* Try it
Write out, word for word, only the data from its first line to the line containing "FlexDirection as TaffyFlexDirection, FlexWrap".

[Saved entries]

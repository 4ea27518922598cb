//! Taffy Bridge - the layout tree handed to the flexbox solver.
//!
//! [`LayoutTree`] is an arena of nodes backed by a [`TaffyTree`]. The tree
//! builder creates nodes top-down in document order, leaves register their
//! measurement through the node context, and [`LayoutTree::compute`] runs
//! Taffy against a definite root width with unconstrained height. Results
//! are read back per node as whole cells.
//!
//! Taffy errors only occur for stale node ids, which this module never
//! hands out; they are mapped to zero geometry rather than propagated.

use std::sync::Arc;

use taffy::{
    AlignItems as TaffyAlignItems, AvailableSpace, Dimension as TaffyDimension, Display,
    FlexDirection as TaffyFlexDirection, FlexWrap as TaffyFlexWrap,
    JustifyContent as TaffyJustifyContent, LengthPercentage, LengthPercentageAuto, NodeId, Rect,
    Size, Style, TaffyTree,
};

use crate::engine::{Context, Leaf};
use crate::types::{AlignItems, Dimension, Edges, FlexDirection, FlexWrap, JustifyContent};

use super::types::{LayoutStyle, NodeGeometry};

// =============================================================================
// CONVERSIONS
// =============================================================================

/// Convert our Dimension to Taffy's Dimension.
fn to_taffy_dimension(dim: Dimension) -> TaffyDimension {
    match dim {
        Dimension::Auto => TaffyDimension::Auto,
        Dimension::Cells(n) => TaffyDimension::Length(n as f32),
        Dimension::Percent(p) => TaffyDimension::Percent(p / 100.0),
    }
}

fn to_taffy_flex_direction(dir: FlexDirection) -> TaffyFlexDirection {
    match dir {
        FlexDirection::Column => TaffyFlexDirection::Column,
        FlexDirection::Row => TaffyFlexDirection::Row,
        FlexDirection::ColumnReverse => TaffyFlexDirection::ColumnReverse,
        FlexDirection::RowReverse => TaffyFlexDirection::RowReverse,
    }
}

fn to_taffy_flex_wrap(wrap: FlexWrap) -> TaffyFlexWrap {
    match wrap {
        FlexWrap::NoWrap => TaffyFlexWrap::NoWrap,
        FlexWrap::Wrap => TaffyFlexWrap::Wrap,
    }
}

fn to_taffy_justify_content(justify: JustifyContent) -> TaffyJustifyContent {
    match justify {
        JustifyContent::FlexStart => TaffyJustifyContent::FlexStart,
        JustifyContent::Center => TaffyJustifyContent::Center,
        JustifyContent::FlexEnd => TaffyJustifyContent::FlexEnd,
        JustifyContent::SpaceBetween => TaffyJustifyContent::SpaceBetween,
        JustifyContent::SpaceAround => TaffyJustifyContent::SpaceAround,
        JustifyContent::SpaceEvenly => TaffyJustifyContent::SpaceEvenly,
    }
}

fn to_taffy_align_items(align: AlignItems) -> TaffyAlignItems {
    match align {
        AlignItems::Stretch => TaffyAlignItems::Stretch,
        AlignItems::FlexStart => TaffyAlignItems::FlexStart,
        AlignItems::Center => TaffyAlignItems::Center,
        AlignItems::FlexEnd => TaffyAlignItems::FlexEnd,
    }
}

fn to_margin(edges: Edges) -> Rect<LengthPercentageAuto> {
    Rect {
        top: LengthPercentageAuto::Length(edges.top as f32),
        right: LengthPercentageAuto::Length(edges.right as f32),
        bottom: LengthPercentageAuto::Length(edges.bottom as f32),
        left: LengthPercentageAuto::Length(edges.left as f32),
    }
}

fn to_padding(edges: Edges) -> Rect<LengthPercentage> {
    Rect {
        top: LengthPercentage::Length(edges.top as f32),
        right: LengthPercentage::Length(edges.right as f32),
        bottom: LengthPercentage::Length(edges.bottom as f32),
        left: LengthPercentage::Length(edges.left as f32),
    }
}

/// Layer the set fields of `layout` onto a Taffy style.
fn apply_layout_style(style: &mut Style, layout: &LayoutStyle) {
    if let Some(direction) = layout.direction {
        style.flex_direction = to_taffy_flex_direction(direction);
    }
    if let Some(wrap) = layout.wrap {
        style.flex_wrap = to_taffy_flex_wrap(wrap);
    }
    if let Some(grow) = layout.grow {
        style.flex_grow = grow;
    }
    if let Some(shrink) = layout.shrink {
        style.flex_shrink = shrink;
    }
    if let Some(basis) = layout.basis {
        style.flex_basis = to_taffy_dimension(basis);
    }
    if let Some(justify) = layout.justify_content {
        style.justify_content = Some(to_taffy_justify_content(justify));
    }
    if let Some(align) = layout.align_items {
        style.align_items = Some(to_taffy_align_items(align));
    }
    if let Some(width) = layout.width {
        style.size.width = to_taffy_dimension(width);
    }
    if let Some(height) = layout.height {
        style.size.height = to_taffy_dimension(height);
    }
    if let Some(width) = layout.min_width {
        style.min_size.width = to_taffy_dimension(width);
    }
    if let Some(height) = layout.min_height {
        style.min_size.height = to_taffy_dimension(height);
    }
    if let Some(width) = layout.max_width {
        style.max_size.width = to_taffy_dimension(width);
    }
    if let Some(height) = layout.max_height {
        style.max_size.height = to_taffy_dimension(height);
    }
    if let Some(margin) = layout.margin {
        style.margin = to_margin(margin);
    }
    if let Some(padding) = layout.padding {
        style.padding = to_padding(padding);
    }
    if let Some(gap) = layout.gap {
        style.gap = Size {
            width: LengthPercentage::Length(gap as f32),
            height: LengthPercentage::Length(gap as f32),
        };
    }
}

/// Default style of a freshly created node: a flex column, like a block.
fn node_style() -> Style {
    Style {
        display: Display::Flex,
        flex_direction: TaffyFlexDirection::Column,
        ..Default::default()
    }
}

// =============================================================================
// NODE CONTEXT
// =============================================================================

/// A leaf registered on a node, with the context it was unfolded under.
#[derive(Clone)]
pub struct LeafSlot {
    pub leaf: Arc<dyn Leaf>,
    pub cx: Context,
}

/// Per-node data stored in the Taffy arena.
#[derive(Clone, Default)]
pub struct NodeData {
    pub finalized: bool,
    pub leaf: Option<LeafSlot>,
}

/// Measure function bridging Taffy to [`Leaf::measure`].
fn measure_leaf(
    known_dimensions: Size<Option<f32>>,
    available_space: Size<AvailableSpace>,
    data: Option<&mut NodeData>,
) -> Size<f32> {
    let Some(slot) = data.and_then(|d| d.leaf.as_ref()) else {
        return Size::ZERO;
    };

    // A known width pins the wrap width; otherwise derive it from the space.
    let available_width = match known_dimensions.width {
        Some(w) => Some(w.max(0.0) as u16),
        None => match available_space.width {
            AvailableSpace::Definite(w) => Some(w.max(0.0) as u16),
            AvailableSpace::MinContent => Some(0),
            AvailableSpace::MaxContent => None,
        },
    };

    let (cols, rows) = slot.leaf.measure(&slot.cx, available_width);

    Size {
        width: known_dimensions.width.unwrap_or(cols as f32),
        height: known_dimensions.height.unwrap_or(rows as f32),
    }
}

// =============================================================================
// LAYOUT TREE
// =============================================================================

/// Arena of layout nodes for one element, rebuilt every frame.
pub struct LayoutTree {
    taffy: TaffyTree<NodeData>,
    root: NodeId,
}

impl LayoutTree {
    /// Create a tree whose root is a column exactly `cols` wide.
    pub fn new(cols: u16) -> Self {
        let mut taffy: TaffyTree<NodeData> = TaffyTree::new();
        let style = Style {
            size: Size {
                width: TaffyDimension::Length(cols as f32),
                height: TaffyDimension::Auto,
            },
            ..node_style()
        };
        let root = taffy
            .new_leaf_with_context(style, NodeData::default())
            .expect("taffy leaf allocation is infallible");
        Self { taffy, root }
    }

    pub fn root(&self) -> NodeId {
        self.root
    }

    /// Append a new node as the last child of `parent`.
    pub fn new_node(&mut self, parent: NodeId) -> NodeId {
        let node = match self
            .taffy
            .new_leaf_with_context(node_style(), NodeData::default())
        {
            Ok(node) => node,
            Err(_) => return parent,
        };
        let _ = self.taffy.add_child(parent, node);
        node
    }

    /// Layer custom layout settings onto a node.
    pub fn apply_style(&mut self, node: NodeId, layout: &LayoutStyle) {
        if let Ok(current) = self.taffy.style(node) {
            let mut style = current.clone();
            apply_layout_style(&mut style, layout);
            let _ = self.taffy.set_style(node, style);
        }
    }

    /// Mark a node finalized.
    pub fn mark_finalized(&mut self, node: NodeId) {
        if let Some(data) = self.taffy.get_node_context_mut(node) {
            data.finalized = true;
        }
    }

    pub fn is_node_finalized(&self, node: NodeId) -> bool {
        self.taffy
            .get_node_context(node)
            .is_some_and(|d| d.finalized)
    }

    /// True when the tree has top-level nodes and all of them are finalized.
    pub fn is_finalized(&self) -> bool {
        let children = self.children(self.root);
        !children.is_empty() && children.iter().all(|&n| self.is_node_finalized(n))
    }

    /// Register a leaf on a node and set the leaf defaults:
    /// row direction, shrink 1, grow 0.
    pub fn set_leaf(&mut self, node: NodeId, leaf: Arc<dyn Leaf>, cx: Context) {
        self.apply_style(
            node,
            &LayoutStyle::new()
                .direction(FlexDirection::Row)
                .shrink(1.0)
                .grow(0.0),
        );
        if let Some(data) = self.taffy.get_node_context_mut(node) {
            data.leaf = Some(LeafSlot { leaf, cx });
        }
    }

    pub fn leaf(&self, node: NodeId) -> Option<&LeafSlot> {
        self.taffy
            .get_node_context(node)
            .and_then(|d| d.leaf.as_ref())
    }

    pub fn children(&self, node: NodeId) -> Vec<NodeId> {
        self.taffy.children(node).unwrap_or_default()
    }

    /// Run the flexbox solver with a definite width and unbounded height.
    pub fn compute(&mut self, cols: u16) {
        let available = Size {
            width: AvailableSpace::Definite(cols as f32),
            height: AvailableSpace::MaxContent,
        };

        let mut measure_fn = |known_dimensions: Size<Option<f32>>,
                              available_space: Size<AvailableSpace>,
                              _node_id: NodeId,
                              context: Option<&mut NodeData>,
                              _style: &Style| {
            measure_leaf(known_dimensions, available_space, context)
        };

        let _ = self
            .taffy
            .compute_layout_with_measure(self.root, available, &mut measure_fn);
    }

    /// Computed geometry of a node relative to its parent.
    pub fn geometry(&self, node: NodeId) -> NodeGeometry {
        match self.taffy.layout(node) {
            Ok(layout) => NodeGeometry {
                x: layout.location.x.max(0.0).round() as u16,
                y: layout.location.y.max(0.0).round() as u16,
                cols: layout.size.width.max(0.0).round() as u16,
                rows: layout.size.height.max(0.0).round() as u16,
            },
            Err(_) => NodeGeometry::default(),
        }
    }

    pub fn rows(&self, node: NodeId) -> u16 {
        self.geometry(node).rows
    }

    pub fn cols(&self, node: NodeId) -> u16 {
        self.geometry(node).cols
    }

    /// Number of nodes below the root.
    pub fn node_count(&self) -> usize {
        let mut count = 0;
        let mut stack = self.children(self.root);
        while let Some(node) = stack.pop() {
            count += 1;
            stack.extend(self.children(node));
        }
        count
    }
}

#[cfg(test)]
mod tests {
    use super::*;

    #[test]
    fn test_empty_tree_has_zero_extents() {
        let mut tree = LayoutTree::new(80);
        tree.compute(80);
        assert_eq!(tree.rows(tree.root()), 0);
        assert_eq!(tree.node_count(), 0);
        assert!(!tree.is_finalized());
    }

    #[test]
    fn test_children_keep_insertion_order() {
        let mut tree = LayoutTree::new(40);
        let root = tree.root();
        let a = tree.new_node(root);
        let b = tree.new_node(root);
        let c = tree.new_node(a);
        assert_eq!(tree.children(root), vec![a, b]);
        assert_eq!(tree.children(a), vec![c]);
        assert_eq!(tree.node_count(), 3);
    }

    #[test]
    fn test_fixed_sizes_stack_in_column() {
        let mut tree = LayoutTree::new(40);
        let root = tree.root();
        let a = tree.new_node(root);
        tree.apply_style(a, &LayoutStyle::new().height(3u16));
        let b = tree.new_node(root);
        tree.apply_style(b, &LayoutStyle::new().height(2u16));
        tree.compute(40);

        assert_eq!(tree.rows(root), 5);
        assert_eq!(tree.cols(root), 40);
        assert_eq!(tree.geometry(b).y, 3);
        // Column children stretch across
        assert_eq!(tree.cols(a), 40);
    }

    #[test]
    fn test_flex_row_grow() {
        let mut tree = LayoutTree::new(30);
        let root = tree.root();
        let row = tree.new_node(root);
        tree.apply_style(row, &LayoutStyle::new().row().height(1u16));
        let fixed = tree.new_node(row);
        tree.apply_style(fixed, &LayoutStyle::new().width(10u16));
        let grow = tree.new_node(row);
        tree.apply_style(grow, &LayoutStyle::new().grow(1.0));
        tree.compute(30);

        assert_eq!(tree.geometry(grow).x, 10);
        assert_eq!(tree.cols(grow), 20);
    }

    #[test]
    fn test_padding_offsets_children() {
        let mut tree = LayoutTree::new(20);
        let root = tree.root();
        let outer = tree.new_node(root);
        tree.apply_style(outer, &LayoutStyle::new().padding(Edges::new(1, 0, 0, 2)));
        let inner = tree.new_node(outer);
        tree.apply_style(inner, &LayoutStyle::new().height(1u16));
        tree.compute(20);

        let g = tree.geometry(inner);
        assert_eq!((g.x, g.y), (2, 1));
        assert_eq!(tree.rows(outer), 2);
    }

    #[test]
    fn test_finalized_requires_all_top_level() {
        let mut tree = LayoutTree::new(10);
        let root = tree.root();
        let a = tree.new_node(root);
        let b = tree.new_node(root);
        tree.mark_finalized(a);
        assert!(!tree.is_finalized());
        tree.mark_finalized(b);
        assert!(tree.is_finalized());
    }

    #[test]
    fn test_dimension_conversion() {
        assert!(matches!(to_taffy_dimension(Dimension::Auto), TaffyDimension::Auto));
        assert!(matches!(to_taffy_dimension(Dimension::Cells(50)), TaffyDimension::Length(50.0)));
        if let TaffyDimension::Percent(p) = to_taffy_dimension(Dimension::Percent(50.0)) {
            assert!((p - 0.5).abs() < 0.001);
        } else {
            panic!("Expected Percent variant");
        }
    }
}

* Output for this exercise
repository 4ea27518922598cb
//! Taffy Bridge - the layout tree handed to the flexbox solver.
//!
//! [`LayoutTree`] is an arena of nodes backed by a [`TaffyTree`]. The tree
//! builder creates nodes top-down in document order, leaves register their
//! measurement through the node context, and [`LayoutTree::compute`] runs
//! Taffy against a definite root width with unconstrained height. Results
//! are read back per node as whole cells.
//!
//! Taffy errors only occur for stale node ids, which this module never
//! hands out; they are mapped to zero geometry rather than propagated.

use std::sync::Arc;

use taffy::{
    AlignItems as TaffyAlignItems, AvailableSpace, Dimension as TaffyDimension, Display,
    FlexDirection as TaffyFlexDirection, FlexWrap as TaffyFlexWrap,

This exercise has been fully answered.